18 août. Colle Calcavera, large chemin pierreux auquel il faut faire de temps en temps les honneurs du pied. Là-haut, le cirque montagneux est magnifique ; je ne le décrirai pas, ne sachant m'y prendre. Nous pourrions rejoindre Acceglio par la Gardette. Michel le regrette maintenant, mais nous préférons passer le col del Mulo. L'érosion a effacé la route sur le versant nord mais celle-ci reprend au Gias Maro et descend longuement sur le valle Maira. Ravitaillement a Acceglio, puis c'est la rude montée goudronnée à la sortie du bourg et après Chiappera jusqu'aux dernières granges. De là, il faut s'élever au jugé à travers des prairies marmitées comme si la guerre était passée. C'est long pour atteindre le col de Mary. Je me retourne quand même souvent pour admirer une merveilleuse aiguille calcaire qui règne sur ce bel ensemble montagneux. Le versant Ubaye est très beau lui aussi, mais nous courons car le jour s'en va. A Maljasset, Michel répare... une crevaison et il fait nuit noire quand nous arrivons à Combe Brémond où nous trouvons l'habituelle hospitalité. Puis nous sommes passés sur Ceillac par le col Tronchet, sur Château Queyras par le col de Fromage et le sommet Bûcher. Cols faciles parcourus par le G.R. 5 et offrant des vues circulaires de toute beauté. Mais la Font Sancte est plus belle à voir grandir quand on s'élève au petit matin par le col des Estronques. Le soir, nous couchions aux chalets de l’Eychaillon parmi des jeunes en rupture de cité qui avaient choisi de vivre là un mois ou deux essayant de se retrouver. Agréable soirée !

Col des Ayes franchi dans l'autre sens il y a dix ans. Briançon, le Lautaret, les foules vacancières. Notre point de chute est Valsenestre, mais le Bourguignon agrémente le parcours par Villard Notre Dame et la Maison du Loup : ses moyens le lui permettent ; il est toujours devant à pied comme à cheval, et n'arrivera qu'un heure après moi. Gérard et mon épouse nous ont rejoints, on plante la tente. Soleil brille encore deux jours !

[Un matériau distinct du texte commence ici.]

//! Periodic receipt sweep.

use crate::{dispatch::DispatchArgs, kind, WorkerContainer};
use anyhow::Result;
use async_trait::async_trait;
use custodia_primitives::DispatchStatus;
use custodia_queue::{InsertOpts, Job, JobHandler, JobOutcome};
use std::{sync::Arc, time::Duration};
use tracing::{debug, warn};

/// Cadence of the periodic sweep.
pub(crate) const SWEEP_INTERVAL: Duration = Duration::from_secs(120);

/// `IN_NETWORK` transactions untouched for this long get a receipt lookup.
const UNCONFIRMED_AFTER_SECS: f64 = 60.0;

/// Non-terminal transactions untouched for this long are surfaced for the
/// operator.
const FAILED_AFTER_SECS: f64 = 300.0;

/// Safety net behind the tracker: sweeps receipts for stale `IN_NETWORK`
/// transactions and finalizes the confirmed ones, then surfaces anything
/// non-terminal that has stopped moving.
///
/// Every write is per-transaction idempotent, so cancelling the sweep midway
/// leaves no partial-state hazard.
#[derive(Debug)]
pub struct HealthCheckWorker {
    wc: Arc<WorkerContainer>,
}

impl HealthCheckWorker {
    /// Creates the handler.
    pub const fn new(wc: Arc<WorkerContainer>) -> Self {
        Self { wc }
    }
}

#[async_trait]
impl JobHandler for HealthCheckWorker {
    fn kind(&self) -> &'static str {
        kind::HEALTH_CHECK
    }

    async fn run(&self, _job: Job) -> Result<JobOutcome> {
        // Snapshot the stale set first; receipts are fetched with no open
        // transaction so no lock outlives an RPC call.
        let unconfirmed = {
            let mut tx = self.wc.store.begin().await?;
            let v = self.wc.store.get_unconfirmed_otx(&mut tx, UNCONFIRMED_AFTER_SECS).await?;
            tx.commit().await?;
            v
        };

        if unconfirmed.is_empty() {
            debug!(target: "worker", "receipt sweep found nothing stale");
        }

        for otx in unconfirmed {
            let receipt = match self.wc.chain.transaction_receipt(otx.tx_hash).await {
                Ok(receipt) => receipt,
                Err(e) => {
                    warn!(target: "worker", tx_hash = %otx.tx_hash, "receipt lookup failed: {e}");
                    continue;
                }
            };
            let Some(receipt) = receipt else { continue };
            if !receipt.status() {
                continue;
            }

            let mut tx = self.wc.store.begin().await?;
            let transitioned =
                self.wc.store.update_dispatch(&mut tx, otx.id, DispatchStatus::Success).await?;
            tx.commit().await?;
            if transitioned {
                debug!(
                    target: "worker",
                    otx_id = otx.id,
                    tx_hash = %otx.tx_hash,
                    "receipt sweep confirmed transaction"
                );
                self.wc.emit(otx.tracking_id, DispatchStatus::Success).await;
            }
        }

        let failed = {
            let mut tx = self.wc.store.begin().await?;
            let v = self.wc.store.get_failed_otx(&mut tx, FAILED_AFTER_SECS).await?;
            tx.commit().await?;
            v
        };
        for otx in failed {
            warn!(
                target: "worker",
                otx_id = otx.id,
                tracking_id = %otx.tracking_id,
                account = %otx.signer_account,
                status = %otx.status,
                "stalled origin transaction"
            );
            // A PENDING row this old has lost its dispatch job (crash between
            // commit and drain, or a discarded job); hand it back to the
            // dispatcher. Re-sending an already-accepted payload classifies
            // as LOW_NONCE and terminates there.
            if otx.status == DispatchStatus::Pending {
                self.wc
                    .queue
                    .insert(
                        kind::DISPATCH,
                        &DispatchArgs {
                            tracking_id: otx.tracking_id,
                            otx_id: otx.id,
                            raw_tx: otx.raw_tx.clone(),
                        },
                        InsertOpts::default(),
                    )
                    .await?;
            }
        }

        Ok(JobOutcome::Complete)
    }
}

Le lendemain nous donnons l'assaut au col de la Muzelle, vaguement inquiets. On nous en a tant dit... c'est vrai, cette pente de schistes boueux est très raide ; elle ne permet guère de repos et ne tolère pas les glissades. Eviter de la passer après de fortes pluies et la faire à la MONTEE ; mais c'est un muletier de grande classe. La descente sur le lac est facile, mais il serait dommage d'en rester là. C'est pourquoi nous repartons par le col du Vallon aux innombrables lacets très courts pour rejoindre le Lovitel. Nous avons le temps, le brouillard s'est résorbé et nous nous emplissons a nouveau les yeux de ce lac de rêve. Le balisage est bien utile dans le chaos rocheux du sommet. Juste avant le Lovitel, une courte cheminée pose des problèmes à des demoiselles mal chaussées. Gérard leur prête son bras secourable. Puis on se fait passer les vélos. Il fait bon être trois. « C'est du vice » me disait ce jeune confrère lillois au col de Pierrefitte ; peut-être bien dans certains cas. Je ne me pose plus la question.

Les sept kilomètres de Bourg d'Arud à St Christophe se laissent grignoter dans la douceur du beau soir d'août. Gérard monte loin devant. Nous pensons tous deux à la dernière journée. Renseignements pris auprès de gens hautement qualifiés, nous allons passer sur le Valgaudemar et rallier Mens ou Grenoble. Au matin le temps est exécrable. Michel rejoint en voiture la gare de Grenoble, les deux autres se tremperont comme des rats jusqu'à Vizille. Déconfiture totale. Nous ne passerons pas le col du Gioberney cette année. Qu'importe nous reviendrons.